A few days before Ash Wednesday, my partner Tonya and I were discussing a potential opportunity for her to expand her business.  She expressed a concern about finding additional employees and I started to give her suggestions on how she could attract the right people.  She was not appreciative.  Thing was, Tonya just wanted to vent.  She hadn’t asked me for advice on what to do; she had some ideas for that already.  All she wanted was a forum to express her fears and her concerns.  She explained that, rather than being helpful, my suggestions made her feel like I didn’t trust her judgment.  I heard her frustration.  But I wasn’t suggesting these things because I didn’t believe in her.  I was doing it because I cared and wanted to help.  So, I didn’t stop and she got up and walked away.  Things then got even more heated when I continued to impart my wisdom when she returned.  It was clear we did not see my advice giving the same way.

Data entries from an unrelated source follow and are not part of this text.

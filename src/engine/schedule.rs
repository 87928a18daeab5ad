//! Amortization schedule generation
//!
//! Each entry is computed from the closed-form principal/interest identities
//! for its own period. No running balance is carried from one entry to the
//! next, so rounding in early periods does not leak into later ones and the
//! schedule can be consumed lazily, restarted, or collected with identical
//! results.

use std::iter::FusedIterator;

use serde::{Deserialize, Serialize};

use super::components::{interest_in_period, principal_in_period};

/// Principal/interest split of one period's payment
#[derive(Debug, Clone, Copy, PartialEq, Serialize, Deserialize)]
pub struct AmortizationEntry {
    /// Period number (1-indexed)
    pub period: u32,
    pub principal_component: f64,
    pub interest_component: f64,
}

impl AmortizationEntry {
    /// Cash paid in this period
    pub fn total_payment(&self) -> f64 {
        self.principal_component + self.interest_component
    }

    pub fn is_finite(&self) -> bool {
        self.principal_component.is_finite() && self.interest_component.is_finite()
    }
}

/// Lazy period-by-period amortization schedule
///
/// Created by [`amortization_schedule`]. Cloning gives an independent cursor
/// positioned at the same period.
#[derive(Debug, Clone)]
pub struct AmortizationSchedule {
    principal: f64,
    rate_pct: f64,
    payment: f64,
    total_periods: u32,
    /// Next period to yield (1-indexed, wide enough to step past u32::MAX)
    next_period: u64,
}

/// Build the amortization schedule for a level-payment loan
///
/// Yields `total_periods` entries, periods `1..=total_periods`.
pub fn amortization_schedule(
    principal: f64,
    rate_pct: f64,
    payment: f64,
    total_periods: u32,
) -> AmortizationSchedule {
    AmortizationSchedule {
        principal,
        rate_pct,
        payment,
        total_periods,
        next_period: 1,
    }
}

impl AmortizationSchedule {
    pub fn total_periods(&self) -> u32 {
        self.total_periods
    }

    pub fn payment(&self) -> f64 {
        self.payment
    }

    /// Entry for a single period, independent of the cursor position
    pub fn entry(&self, period: u32) -> AmortizationEntry {
        let n1 = period.saturating_sub(1);
        AmortizationEntry {
            period,
            principal_component: principal_in_period(
                self.principal,
                self.rate_pct,
                self.payment,
                n1,
                period,
                self.total_periods,
            ),
            interest_component: interest_in_period(
                self.principal,
                self.rate_pct,
                self.payment,
                n1,
                period,
                self.total_periods,
            ),
        }
    }

    /// Totals over the full schedule, regardless of how much of this cursor
    /// has already been consumed
    pub fn summary(&self) -> ScheduleSummary {
        let mut restarted = self.clone();
        restarted.next_period = 1;
        ScheduleSummary::from_entries(restarted)
    }
}

impl Iterator for AmortizationSchedule {
    type Item = AmortizationEntry;

    fn next(&mut self) -> Option<Self::Item> {
        if self.next_period > u64::from(self.total_periods) {
            return None;
        }
        let entry = self.entry(self.next_period as u32);
        self.next_period += 1;
        Some(entry)
    }

    fn size_hint(&self) -> (usize, Option<usize>) {
        let remaining = (u64::from(self.total_periods) + 1).saturating_sub(self.next_period) as usize;
        (remaining, Some(remaining))
    }
}

impl ExactSizeIterator for AmortizationSchedule {}

impl FusedIterator for AmortizationSchedule {}

/// Totals for an amortization schedule
#[derive(Debug, Clone, Copy, PartialEq, Serialize, Deserialize)]
pub struct ScheduleSummary {
    pub periods: u32,
    pub total_principal: f64,
    pub total_interest: f64,
    pub total_paid: f64,
}

impl ScheduleSummary {
    pub fn from_entries<I>(entries: I) -> Self
    where
        I: IntoIterator<Item = AmortizationEntry>,
    {
        let mut summary = ScheduleSummary {
            periods: 0,
            total_principal: 0.0,
            total_interest: 0.0,
            total_paid: 0.0,
        };
        for entry in entries {
            summary.periods += 1;
            summary.total_principal += entry.principal_component;
            summary.total_interest += entry.interest_component;
            summary.total_paid += entry.total_payment();
        }
        summary
    }
}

This was not the first time Tonya had pointed out that I do this.  Over the years, she has mentioned it more times than should have been necessary.  Giving it up for six weeks seemed like a good opportunity for me to take a step back and look at my behavior a bit more objectively and possibly bring some peace to the household.  I didn’t realize how hard and humbling that commitment would be.  I knew I gave Tonya unsolicited advice, but until I tried to stop, I didn’t realize how much I actually gave it to a lot of other people.  And how negative it really can be.

Last weekend I broke my pledge and almost broke a friend’s spirit.  Sarah was at the house talking about how she was frustrated with the growth of her career.  It was hard for her to build a new clientele since she had moved but she was optimistic and had some ideas.  Forgetting to just encourage her and ask about her plans, I jumped in and gave her a laundry list of things she could do; mailings, promotions, advertising.  I pontificated, pronounced and proffered my opinion for an hour.  She thanked me but left appearing discouraged and down trodden.  When I asked her about it later, Sarah told me that my recommendations didn’t leave her any room to voice and develop her own thoughts or plans – ones she had been excited about and felt fit her personality better.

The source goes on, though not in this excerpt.